When shares are to be allotted for cash, Section 551 of the Companies Act 2006 (the “Act”) provides that existing shareholders have pre-emption rights and that the new shares must be offered first to such shareholders in proportion to their existing holding of shares. However, shareholders can, by special resolution, authorise the Directors to allot shares otherwise than by a pro rata issue to existing shareholders. Special Resolution 10 will, if passed, give the Directors power to allot for cash equity securities up to 10% of the Company’s existing share capital on 27 April 2020, as if Section 551 of the Act does not apply. This is the same nominal amount of share capital which the Directors are seeking the authority to allot pursuant to Resolution 9. This authority will also expire on the date of the next Annual General Meeting or after a period of 15 months, whichever is earlier. This authority will not be used in connection with a rights issue by the Company.

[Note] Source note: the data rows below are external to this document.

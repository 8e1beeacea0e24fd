//! `/api/exercise-lists` route group.

use axum::Extension;
use axum::Json;
use axum::extract::{Path, Query, State};
use axum::http::StatusCode;
use axum::middleware::from_fn;
use axum::routing::{delete, get, post};
use axum::Router;
use chrono::{DateTime, Utc};
use serde::{Deserialize, Serialize};
use uuid::Uuid;

use db::models::exercise_list::Model as ExerciseListModel;
use services::content_service::{ContentService, CreateLibraryItem, LibraryFilter};

use crate::auth::AuthUser;
use crate::auth::guards::allow_admin;
use crate::response::{ApiError, ApiResponse};
use crate::routes::common::PageReq;
use crate::state::AppState;

#[derive(Debug, Deserialize)]
pub struct CreateExerciseListRequest {
    pub title: String,
    pub description: Option<String>,
    /// Object-storage key of the uploaded sheet.
    pub storage_key: String,
    pub topic_id: Option<String>,
}

#[derive(Debug, Deserialize)]
pub struct ExerciseListFilterReq {
    pub page: Option<u64>,
    pub per_page: Option<u64>,
    pub query: Option<String>,
}

#[derive(Debug, Serialize)]
pub struct ExerciseListResponse {
    pub id: Uuid,
    pub title: String,
    pub description: Option<String>,
    pub storage_key: String,
    pub is_active: bool,
    pub created_at: DateTime<Utc>,
    pub updated_at: DateTime<Utc>,
}

impl From<ExerciseListModel> for ExerciseListResponse {
    fn from(list: ExerciseListModel) -> Self {
        Self {
            id: list.public_id,
            title: list.title,
            description: list.description,
            storage_key: list.storage_key,
            is_active: list.is_active,
            created_at: list.created_at,
            updated_at: list.updated_at,
        }
    }
}

#[derive(Serialize)]
pub struct ExerciseListListResponse {
    pub exercise_lists: Vec<ExerciseListResponse>,
    pub page: u64,
    pub per_page: u64,
    pub total: u64,
}

/// POST /api/exercise-lists (admin only)
pub async fn create_exercise_list(
    State(state): State<AppState>,
    Extension(AuthUser(claims)): Extension<AuthUser>,
    Json(req): Json<CreateExerciseListRequest>,
) -> Result<(StatusCode, Json<ApiResponse<ExerciseListResponse>>), ApiError> {
    let list = ContentService::create_exercise_list(
        state.db(),
        CreateLibraryItem {
            title: req.title,
            description: req.description,
            location: req.storage_key,
            topic_public_id: req.topic_id,
            created_by: claims.sub,
        },
    )
    .await?;

    Ok((
        StatusCode::CREATED,
        Json(ApiResponse::success(
            list.into(),
            "Exercise list created successfully",
        )),
    ))
}

/// GET /api/exercise-lists
pub async fn list_exercise_lists(
    State(state): State<AppState>,
    Query(req): Query<ExerciseListFilterReq>,
) -> Result<(StatusCode, Json<ApiResponse<ExerciseListListResponse>>), ApiError> {
    let (page, per_page) = PageReq {
        page: req.page,
        per_page: req.per_page,
    }
    .resolve();

    let (lists, total) = ContentService::list_exercise_lists(
        state.db(),
        LibraryFilter {
            query: req.query,
            page,
            per_page,
        },
    )
    .await?;

    Ok((
        StatusCode::OK,
        Json(ApiResponse::success(
            ExerciseListListResponse {
                exercise_lists: lists.into_iter().map(Into::into).collect(),
                page,
                per_page,
                total,
            },
            "Exercise lists retrieved successfully",
        )),
    ))
}

/// GET /api/exercise-lists/{list_id}
pub async fn get_exercise_list(
    State(state): State<AppState>,
    Path(list_id): Path<String>,
) -> Result<(StatusCode, Json<ApiResponse<ExerciseListResponse>>), ApiError> {
    let list = ContentService::get_exercise_list(state.db(), &list_id).await?;

    Ok((
        StatusCode::OK,
        Json(ApiResponse::success(
            list.into(),
            "Exercise list retrieved successfully",
        )),
    ))
}

/// DELETE /api/exercise-lists/{list_id} (admin only)
pub async fn delete_exercise_list(
    State(state): State<AppState>,
    Path(list_id): Path<String>,
) -> Result<(StatusCode, Json<ApiResponse<()>>), ApiError> {
    ContentService::delete_exercise_list(state.db(), &list_id).await?;

    Ok((
        StatusCode::OK,
        Json(ApiResponse::success(
            (),
            "Exercise list deleted successfully",
        )),
    ))
}

pub fn exercise_list_routes() -> Router<AppState> {
    Router::new()
        .route("/", get(list_exercise_lists))
        .route(
            "/",
            post(create_exercise_list).route_layer(from_fn(allow_admin)),
        )
        .route("/{list_id}", get(get_exercise_list))
        .route(
            "/{list_id}",
            delete(delete_exercise_list).route_layer(from_fn(allow_admin)),
        )
}
use chrono::{DateTime, Utc};
use sea_orm::entity::prelude::*;
use serde::{Deserialize, Serialize};

/// Membership row linking a user to a group. `(group_id, user_id)` is unique.
#[derive(Clone, Debug, PartialEq, DeriveEntityModel, Serialize, Deserialize)]
#[sea_orm(table_name = "group_users")]
pub struct Model {
    #[sea_orm(primary_key)]
    pub id: i64,
    pub group_id: i64,
    pub user_id: i64,
    pub created_at: DateTime<Utc>,
}

#[derive(Copy, Clone, Debug, EnumIter, DeriveRelation)]
pub enum Relation {
    #[sea_orm(
        belongs_to = "super::group::Entity",
        from = "Column::GroupId",
        to = "super::group::Column::Id",
        on_delete = "Cascade"
    )]
    Group,
    #[sea_orm(
        belongs_to = "super::user::Entity",
        from = "Column::UserId",
        to = "super::user::Column::Id",
        on_delete = "Cascade"
    )]
    User,
}

impl Related<super::group::Entity> for Entity {
    fn to() -> RelationDef {
        Relation::Group.def()
    }
}

impl Related<super::user::Entity> for Entity {
    fn to() -> RelationDef {
        Relation::User.def()
    }
}

impl ActiveModelBehavior for ActiveModel {}

impl Model {
    pub async fn is_member<C: ConnectionTrait>(
        db: &C,
        group_id: i64,
        user_id: i64,
    ) -> Result<bool, DbErr> {
        let count = Entity::find()
            .filter(Column::GroupId.eq(group_id))
            .filter(Column::UserId.eq(user_id))
            .count(db)
            .await?;
        Ok(count > 0)
    }
}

The Directors intend to use the authority given by Resolutions 9 and 10 to allot shares and disapply pre-emption rights only in circumstances where this will be clearly beneficial to shareholders as a whole. The issue proceeds would be available for investment in line with the Company’s investment policy. No issue of shares will be made which would effectively alter the control of the Company without the prior approval of shareholders in general meeting.

Resolution 11 – Share Repurchases

The principal aim of a share buy-back facility is to enhance shareholder value by acquiring shares at a discount to net asset value, as and when the Directors consider this to be appropriate. The purchase of shares, when they are trading at a discount to net asset value per share, should result in an increase in the net asset value per share for the remaining shareholders. This authority, if conferred, will only be exercised if to do so would result in an increase in the net asset value per share for the remaining shareholders and if it is in the best interests of shareholders generally. Any purchase of shares will be made within guidelines established from time to time by the Board.

Under the current Listing Rules, the maximum price that may be paid on the exercise of this authority must not exceed the higher of (i) 105% of the average of the middle market quotations for the shares over the five business days immediately preceding the date of purchase and (ii) the higher of the last independent trade and the highest current independent bid on the trading venue where the purchase is carried out. The minimum price which may be paid is 1 penny per share.

Special Resolution 11 in the Notice of Annual General Meeting will renew the authority to purchase in the market a maximum of 14.99% of shares in issue on 27 April 2020, being the nearest practicable date prior to the signing of this Annual Report, (amounting to 11,952,000 shares). Such authority will expire on the date of the next Annual General Meeting or after a period of 15 months from the date of passing of the resolution, whichever is earlier. This means in effect that the authority will have to be renewed at the next Annual General Meeting or earlier if the authority has been exhausted.

Resolution 12 – General Meetings

Special Resolution 12 seeks shareholder approval for the Company to hold General Meetings (other than the AGM) on 14 clear days’ notice.

The Company will only use this shorter notice period where it is merited by the purpose of the meeting and will endeavour to give at least 14 working days’ notice if possible.

Resolution 13 – Continuation of the Company

Ordinary Resolution 13 seeks shareholder approval for the Company to continue as an investment trust for a further five years. The rationale for the continuation of the Company is set out in the Chairman’s Statement.

Recommendation

The Board considers that the resolutions relating to the above items are in the best interests of shareholders as a whole. Accordingly, the Board unanimously recommends to the shareholders that they vote in favour of the above resolutions to be proposed at the forthcoming AGM as the Directors intend to do in respect of their own beneficial holdings totalling 183,000 shares.